To understand the significance of the pfam entropy score, view this Table with pre-computed Entropy Scores for a non-redundant set of microorganisms described in the original publication of MEBS
).Click a cycle to sort by lowest or highest scores. The file containing the normalized-scores for the same dataset are found in the data2vis/ directory
The entropy scores can be analyzed and visualizated as shown below.

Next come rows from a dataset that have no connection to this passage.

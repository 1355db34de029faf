//! Content hashes.
//!
//! Nix tooling renders the same SHA-256 digest in several ways: typed
//! base-32 (`sha256:11vwvg...`, the wire form in narinfos), typed
//! base-16, typed base-64, and SRI (`sha256-9aLahM...`, what newer
//! `nix path-info` emits). All of them are accepted on input; output is
//! always typed base-32.

use anyhow::Result;
use base64::{engine::general_purpose::STANDARD as BASE64_STANDARD, Engine};
use displaydoc::Display;

use crate::nix_base32;

/// Digest length of SHA-256 in bytes.
pub const SHA256_BYTES: usize = 32;

/// Length of a SHA-256 digest rendered in Nix base-32.
pub const SHA256_BASE32_LEN: usize = 52;

#[derive(Debug, Display)]
pub enum Error {
    /// Hash algorithm of "{0}" is not supported.
    UnsupportedAlgorithm(String),
    /// Invalid SHA-256 digest "{0}".
    InvalidDigest(String),
}
impl std::error::Error for Error {}

/// A content hash.
#[derive(Debug, Clone, Copy, PartialEq, Eq, Hash)]
pub enum Hash {
    Sha256([u8; SHA256_BYTES]),
}

impl Hash {
    /// Parses a hash from any of the renderings Nix tooling produces.
    pub fn parse(s: &str) -> Result<Self> {
        let digest = if let Some(rest) = s.strip_prefix("sha256:") {
            rest
        } else if let Some(rest) = s.strip_prefix("sha256-") {
            rest
        } else {
            return Err(Error::UnsupportedAlgorithm(s.to_string()).into());
        };

        let len = digest.len();
        let bytes = if len == SHA256_BASE32_LEN {
            nix_base32::decode(digest)
        } else if len == 2 * SHA256_BYTES {
            hex::decode(digest).ok()
        } else {
            BASE64_STANDARD.decode(digest).ok()
        };

        bytes
            .and_then(|b| <[u8; SHA256_BYTES]>::try_from(b).ok())
            .map(Self::Sha256)
            .ok_or_else(|| Error::InvalidDigest(s.to_string()).into())
    }

    /// Renders the digest in Nix base-32, without the type prefix.
    pub fn to_base32(&self) -> String {
        let Self::Sha256(digest) = self;
        nix_base32::encode(digest)
    }

    /// Renders the hash in the `sha256:<base32>` wire form.
    pub fn to_typed_base32(&self) -> String {
        format!("sha256:{}", self.to_base32())
    }
}
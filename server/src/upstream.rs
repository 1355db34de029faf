//! HTTP client for upstream caches.
//!
//! One `reqwest` client is built at startup and shared by all request
//! handlers. Narinfos are small and fetched into memory; NARs are
//! streamed straight to a local file so their size is bounded only by
//! disk.

use std::io;
use std::path::Path;
use std::time::Duration;

use anyhow::Result;
use bytes::Bytes;
use const_format::concatcp;
use displaydoc::Display;
use futures::TryStreamExt;
use reqwest::{Client as HttpClient, StatusCode};
use tokio::fs::File;
use tokio_util::io::StreamReader;

/// The User-Agent string.
const USER_AGENT: &str = concatcp!("nixmirror/", env!("CARGO_PKG_VERSION"));

/// Total timeout for a single upstream request.
const REQUEST_TIMEOUT: Duration = Duration::from_secs(120);

/// An upstream request failure.
#[derive(Debug, Display)]
pub enum Error {
    /// upstream returned HTTP {0}
    HttpStatus(StatusCode),
    /// upstream request timed out
    Timeout,
    /// network error: {0}
    Network(reqwest::Error),
    /// i/o error: {0}
    Io(io::Error),
}
impl std::error::Error for Error {}

impl Error {
    /// Whether this upstream simply does not have the object.
    pub fn is_miss(&self) -> bool {
        matches!(self, Self::HttpStatus(StatusCode::NOT_FOUND))
    }
}

impl From<reqwest::Error> for Error {
    fn from(error: reqwest::Error) -> Self {
        if error.is_timeout() {
            Self::Timeout
        } else {
            Self::Network(error)
        }
    }
}

/// The upstream HTTP client.
#[derive(Debug, Clone)]
pub struct Client {
    client: HttpClient,
}

impl Client {
    pub fn new() -> Result<Self> {
        let client = HttpClient::builder()
            .user_agent(USER_AGENT)
            .timeout(REQUEST_TIMEOUT)
            .build()?;

        Ok(Self { client })
    }

    /// Fetches a small object into memory.
    pub async fn get(&self, url: &str) -> Result<Bytes, Error> {
        let response = self.client.get(url).send().await?;
        if !response.status().is_success() {
            return Err(Error::HttpStatus(response.status()));
        }

        Ok(response.bytes().await?)
    }

    /// Streams a large object to a local file.
    pub async fn get_to_file(&self, url: &str, dest: &Path) -> Result<(), Error> {
        let response = self.client.get(url).send().await?;
        if !response.status().is_success() {
            return Err(Error::HttpStatus(response.status()));
        }

        let stream = response
            .bytes_stream()
            .map_err(|e| io::Error::new(io::ErrorKind::Other, e));
        let mut reader = StreamReader::new(stream);

        let mut file = File::create(dest).await.map_err(Error::Io)?;
        tokio::io::copy(&mut reader, &mut file).await.map_err(Error::Io)?;

        Ok(())
    }
}
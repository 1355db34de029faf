//! Content types of the binary cache protocol.

/// Narinfo responses.
pub const NAR_INFO: &str = "text/x-nix-narinfo";

/// `/nix-cache-info` responses.
pub const NIX_CACHE_INFO: &str = "text/plain";

/// NAR archive responses.
pub const NAR: &str = "text/plain";

/// Build log responses.
pub const BUILD_LOG: &str = "text/plain";
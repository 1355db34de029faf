//! Store path components.

use std::fmt;
use std::path::Path;

use anyhow::Result;
use displaydoc::Display;
use lazy_static::lazy_static;
use regex::Regex;

/// Length of the hash part of a store path.
pub const STORE_PATH_HASH_LEN: usize = 32;

lazy_static! {
    /// Regex for a valid store path hash part.
    static ref STORE_PATH_HASH_REGEX: Regex = {
        Regex::new("^[0123456789abcdfghijklmnpqrsvwxyz]{32}$").unwrap()
    };

    /// Regex for a valid store base name (`<hash>-<name>`).
    ///
    /// The human-readable name may only contain `A-Za-z0-9` and
    /// `+-._?=`, per the Nix store path grammar.
    static ref STORE_BASE_NAME_REGEX: Regex = {
        Regex::new(r"^[0123456789abcdfghijklmnpqrsvwxyz]{32}-[A-Za-z0-9+\-._?=]+$").unwrap()
    };
}

#[derive(Debug, Display)]
pub enum Error {
    /// Invalid store path hash "{hash}": {reason}
    InvalidStorePathHash { hash: String, reason: &'static str },
}
impl std::error::Error for Error {}

/// The fixed-length hash part of a store path.
///
/// For `/nix/store/ia70ss13m22znbl8khrf2hq72qmh5drr-ruby-2.7.5` this is
/// `ia70ss13m22znbl8khrf2hq72qmh5drr`: exactly 32 characters drawn from
/// Nix's base-32 alphabet (`e`, `o`, `u`, `t` are banned). This is the
/// key under which clients and upstream caches address store objects.
#[derive(Debug, Clone, Hash, PartialEq, Eq)]
pub struct StorePathHash(String);

impl StorePathHash {
    /// Creates a store path hash from a string, validating it.
    pub fn new(hash: String) -> Result<Self> {
        if hash.len() != STORE_PATH_HASH_LEN {
            return Err(Error::InvalidStorePathHash {
                hash,
                reason: "Hash is of invalid length",
            }
            .into());
        }

        if !STORE_PATH_HASH_REGEX.is_match(&hash) {
            return Err(Error::InvalidStorePathHash {
                hash,
                reason: "Hash is of invalid format",
            }
            .into());
        }

        Ok(Self(hash))
    }

    pub fn as_str(&self) -> &str {
        &self.0
    }
}

impl fmt::Display for StorePathHash {
    fn fmt(&self, f: &mut fmt::Formatter<'_>) -> fmt::Result {
        f.write_str(&self.0)
    }
}

/// Returns the base name (leaf) of a store path.
pub fn base_name(path: &Path) -> Option<&str> {
    path.file_name().and_then(|name| name.to_str())
}

/// Checks whether `name` has the `<hash>-<name>` shape of a store leaf.
pub fn is_base_name(name: &str) -> bool {
    STORE_BASE_NAME_REGEX.is_match(name)
}
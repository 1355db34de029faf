//! The `.narinfo` wire format.
//!
//! A narinfo is a small line-oriented `Key: value` record describing a
//! store object's NAR: where to fetch it, its hash and size, its
//! references, and optional signatures. The parser is deliberately
//! permissive (upstream caches add keys over time); the emitter writes
//! a fixed field order so responses are byte-stable.

use std::fmt;
use std::path::PathBuf;

use displaydoc::Display;
use lazy_static::lazy_static;
use regex::Regex;

lazy_static! {
    /// A well-formed narinfo line.
    static ref LINE_REGEX: Regex = Regex::new(r"^(\w+):\s*(.*)$").unwrap();
}

#[derive(Debug, Display)]
pub enum Error {
    /// Narinfo is missing the required "{0}" field.
    MissingField(&'static str),
}
impl std::error::Error for Error {}

/// A parsed or to-be-emitted narinfo record.
///
/// `references` and `deriver` hold base names (no store directory);
/// `sigs` preserves the order of the `Sig` lines. Keys the codec does
/// not know are kept in `extra` in insertion order but never re-emitted.
#[derive(Debug, Clone, Default, PartialEq, Eq)]
pub struct NarInfo {
    pub store_path: PathBuf,
    pub url: String,
    pub compression: String,
    pub nar_hash: Option<String>,
    pub nar_size: Option<u64>,
    pub references: Vec<String>,
    pub deriver: Option<String>,
    pub sigs: Vec<String>,
    pub extra: Vec<(String, String)>,
}

impl NarInfo {
    /// Parses a narinfo document.
    ///
    /// Blank lines and lines that do not look like `Key: value` are
    /// skipped. A repeated `Sig` key accumulates; `StorePath` and `URL`
    /// are the only keys required to be present.
    pub fn parse(input: &str) -> Result<Self, Error> {
        let mut store_path = None;
        let mut url = None;
        let mut compression = None;
        let mut nar_hash = None;
        let mut nar_size = None;
        let mut references = Vec::new();
        let mut deriver = None;
        let mut sigs = Vec::new();
        let mut extra = Vec::new();

        for line in input.lines() {
            let Some(caps) = LINE_REGEX.captures(line) else {
                continue;
            };
            let value = caps[2].to_string();

            match &caps[1] {
                "StorePath" => store_path = Some(PathBuf::from(value)),
                "URL" => url = Some(value),
                "Compression" => compression = Some(value),
                "NarHash" => nar_hash = Some(value),
                "NarSize" => nar_size = value.parse().ok(),
                "References" => {
                    references.extend(value.split_whitespace().map(str::to_string));
                }
                "Deriver" => deriver = Some(value),
                "Sig" => sigs.push(value),
                key => extra.push((key.to_string(), value)),
            }
        }

        Ok(Self {
            store_path: store_path.ok_or(Error::MissingField("StorePath"))?,
            url: url.ok_or(Error::MissingField("URL"))?,
            compression: compression.unwrap_or_else(|| "none".to_string()),
            nar_hash,
            nar_size,
            references,
            deriver,
            sigs,
            extra,
        })
    }
}

impl fmt::Display for NarInfo {
    fn fmt(&self, f: &mut fmt::Formatter<'_>) -> fmt::Result {
        writeln!(f, "StorePath: {}", self.store_path.display())?;
        writeln!(f, "URL: {}", self.url)?;
        writeln!(f, "Compression: {}", self.compression)?;
        if let Some(nar_hash) = &self.nar_hash {
            writeln!(f, "NarHash: {}", nar_hash)?;
        }
        if let Some(nar_size) = self.nar_size {
            writeln!(f, "NarSize: {}", nar_size)?;
        }
        if !self.references.is_empty() {
            writeln!(f, "References: {}", self.references.join(" "))?;
        }
        if let Some(deriver) = &self.deriver {
            writeln!(f, "Deriver: {}", deriver)?;
        }
        for sig in &self.sigs {
            writeln!(f, "Sig: {}", sig)?;
        }
        Ok(())
    }
}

Please go to the next module for visualization and parsing your results from mebs.pl
Figure 4. Visualization options for the entropy scores derived from mebs.pl main script
Running MEBS: Parsing and visualization
The mebs_vis.p script will use the output generated by mebs.pl and will generate an output directory containing several graphs and files for downstream analysis.
python3 mebs_vis.py -h
usage: mebs_vis.py [-h] [-o OUTDIR] [-im_format {png,pdf,ps,eps,svg,tif,jpg}]
[--im_res dpi]
filename
Parse mebs.pl output and creates several files and figures:
-File to map mebs normalized values to itol => itol_mebs.txt
-File with the metabolic completeness with names => input+completenes.tab
-File to be the output of F_MEBS_cluster.py -s none => input+2_cluster_mebs.txt
-Heatmap with normalized mebs values => inputmebs_heatmap.png
-Heatmap with metabolic completness of S and C => input+comp_heatmap.png
-Barplot with normalized mebs values => input+barplot.png
-Genomic completeness based on marker genes => input+genomic_completeness.tab
-Normalized mebs scores => input+norm_mebs.tab
positional arguments:
filename Input file derived from mebs.pl using -comp option.
optional arguments:
-h, --help show this help message and exit
-o OUTDIR, --outdir OUTDIR
Output folder [<filename>_mebs_vis]
-im_format {png,pdf,ps,eps,svg,tif,jpg}, -f {png,pdf,ps,eps,svg,tif,jpg}
Output format for images [png].
--im_res dpi, -r dpi Output resolution for images in dot per inch (dpi)
[dpi].
Example:
$ python3 mebs_vis.py gen_test.tsv
The easiest way to run the script is the following:
python3 mebs_vis.py gen_test.tsv
This will generate the following output
[OUTPUT] Output not specified.
[OUTPUT] Storing result in : gen_test.tsv_mebs_vis
[OUTPUT] ... gen_test.tsv_mebs_vis -> does not exists: creating
No handles with labels found to put in legend.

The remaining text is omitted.